I’m so done with entertaining opinions about queer identity from people who don’t identify as queer. It’s easy to look in from the outside and complain about how queer as an identifier is “vague” or “useless.”

That is, it’s easy to reject queer as “vague” if you’re completely unwilling to listen to queer people. It’s easy to say that queer is “useless” if you have the ability to identify with labels that are already widely understood and widely accepted in LGBT spaces. What is telling, to me, is that most of those who I’ve seen reject the reality of queer as an identity are those who have no use for it.

For many of us, queer is obviously not a useless term.

When I was questioning, when I am questioning, in the future when I am questioning again–queer is my constant. A fact about who I am, a connection to my community and history, an open canvas of possibilities. Clarity.

Even as a constant, queer allows for fluidity and change. How I identify has changed a few times over the past decade. Across all that time, the queer community welcomed and supported and celebrated me, not in spite of my other labels, but because of them.

If, ten years from now, I identify in some other way than I do now, I know that I will still be queer, and that I’ll still be welcome in the queer community.

The same has not been true of my experience in the LGBT community. The farther I’ve moved away from being easily categorized as L, G, B, or T–the more intracommunity hostility I’ve encountered.

And, even so, I’m queer. Sometimes queer as in fuck you, always queer as in proud.

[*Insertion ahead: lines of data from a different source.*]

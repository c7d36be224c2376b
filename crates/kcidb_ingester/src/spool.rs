//! Spool directory layout and file moves.
//!
//! ```text
//! <root>/            pending submissions (*.json)
//! <root>/archive/    ingested, byte-for-byte
//! <root>/failed/     quarantined, byte-for-byte
//! ```

use crate::error::{ConfigError, SpoolError};
use crate::lifecycle::SpoolState;
use std::fs::{self, OpenOptions};
use std::path::{Path, PathBuf};
use tracing::{debug, info, warn};

pub const ARCHIVE_DIR: &str = "archive";
pub const FAILED_DIR: &str = "failed";
pub const DEFAULT_SUFFIX: &str = ".json";

const WRITE_CHECK_FILE: &str = ".kcidb-ingester-write-check";

/// A candidate file in the spool root.
#[derive(Debug, Clone, PartialEq, Eq)]
pub struct SpoolFile {
    pub name: String,
    pub path: PathBuf,
    pub size: u64,
}

/// Verified spool directories.
#[derive(Debug, Clone)]
pub struct SpoolDirs {
    root: PathBuf,
    archive: PathBuf,
    failed: PathBuf,
    suffix: String,
}

impl SpoolDirs {
    /// Make sure the root, `failed/` and `archive/` exist and are writable.
    pub fn verify(root: impl Into<PathBuf>) -> Result<Self, ConfigError> {
        let root = root.into();
        let dirs = Self {
            archive: root.join(ARCHIVE_DIR),
            failed: root.join(FAILED_DIR),
            root,
            suffix: DEFAULT_SUFFIX.to_string(),
        };

        verify_dir(&dirs.root)?;
        verify_dir(&dirs.failed)?;
        verify_dir(&dirs.archive)?;
        Ok(dirs)
    }

    /// Only pick up files ending with `suffix`.
    pub fn with_suffix(mut self, suffix: impl Into<String>) -> Self {
        self.suffix = suffix.into();
        self
    }

    pub fn root(&self) -> &Path {
        &self.root
    }

    pub fn archive_dir(&self) -> &Path {
        &self.archive
    }

    pub fn failed_dir(&self) -> &Path {
        &self.failed
    }

    /// Regular files in the root carrying the suffix, in directory order.
    pub fn pending_files(&self) -> Result<Vec<SpoolFile>, SpoolError> {
        let list_err = |source| SpoolError::List {
            path: self.root.clone(),
            source,
        };

        let mut files = Vec::new();
        for entry in fs::read_dir(&self.root).map_err(list_err)? {
            let entry = entry.map_err(list_err)?;
            let Ok(name) = entry.file_name().into_string() else {
                warn!(path = %entry.path().display(), "Skipping non UTF-8 file name");
                continue;
            };
            if !name.ends_with(&self.suffix) {
                continue;
            }
            // Follows symlinks: a link to a regular file is ingested and the
            // link itself is what gets moved. Producers may remove files under
            // us; skip what we cannot stat.
            let Ok(metadata) = fs::metadata(entry.path()) else {
                continue;
            };
            if !metadata.is_file() {
                continue;
            }
            files.push(SpoolFile {
                path: entry.path(),
                name,
                size: metadata.len(),
            });
        }
        Ok(files)
    }

    /// Perform the filesystem side effect of a terminal state.
    ///
    /// Returns where the file ended up (`None` once deleted).
    pub fn apply(&self, file: &SpoolFile, state: SpoolState) -> Result<Option<PathBuf>, SpoolError> {
        let target_dir = match state {
            SpoolState::Archived => &self.archive,
            SpoolState::Failed => &self.failed,
            SpoolState::Deleted => {
                fs::remove_file(&file.path).map_err(|source| SpoolError::Remove {
                    path: file.path.clone(),
                    source,
                })?;
                debug!(file = %file.name, "Removed empty file");
                return Ok(None);
            }
            SpoolState::Pending | SpoolState::Processing => {
                return Err(SpoolError::NotTerminal(state));
            }
        };

        let destination = target_dir.join(&file.name);
        fs::rename(&file.path, &destination).map_err(|source| SpoolError::Move {
            from: file.path.clone(),
            to: destination.clone(),
            source,
        })?;
        debug!(file = %file.name, to = %destination.display(), "Moved spool file");
        Ok(Some(destination))
    }
}

fn verify_dir(dir: &Path) -> Result<(), ConfigError> {
    if !dir.exists() {
        warn!(dir = %dir.display(), "Directory does not exist, creating it");
        fs::create_dir_all(dir).map_err(|source| ConfigError::CreateDir {
            path: dir.to_path_buf(),
            source,
        })?;
        info!(dir = %dir.display(), "Directory created");
    }
    if !dir.is_dir() {
        return Err(ConfigError::NotADirectory {
            path: dir.to_path_buf(),
        });
    }
    check_writable(dir)?;
    info!(dir = %dir.display(), "Directory is valid and writable");
    Ok(())
}

fn check_writable(dir: &Path) -> Result<(), ConfigError> {
    let marker = dir.join(WRITE_CHECK_FILE);
    let not_writable = |source| ConfigError::NotWritable {
        path: dir.to_path_buf(),
        source,
    };

    OpenOptions::new()
        .write(true)
        .create(true)
        .truncate(true)
        .open(&marker)
        .map_err(not_writable)?;
    fs::remove_file(&marker).map_err(not_writable)?;
    Ok(())
}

When the constraints of the gender binary and even the limitiations of nonbinary identity are too stifling, when I am a gender that is outside of what we consider to be gender altogether, when I am no gender at all, I am still queer.

As long as the LGBT community continues to define LGB identity as “For SGA’s Only”, I am still queer.

Queer is the rock I’ve held onto and the rock I’m constantly tossing through the window of every queerphobic and transphobic assholes’ house of cards.

Queer is and will always be the most accurate and most honest way for me to identify myself. Gender: queer. Sexuality: queer.

Queer is the quickest way for me to communicate that I’m not cisgender or straight without being forced to other myself.

“Why can’t you just say you aren’t straight, everyone knows what that means?” I thought we were fighting for the end of heteronormativity and straightness-as-default. Or is that a right reserved only for those at the front of the acronym?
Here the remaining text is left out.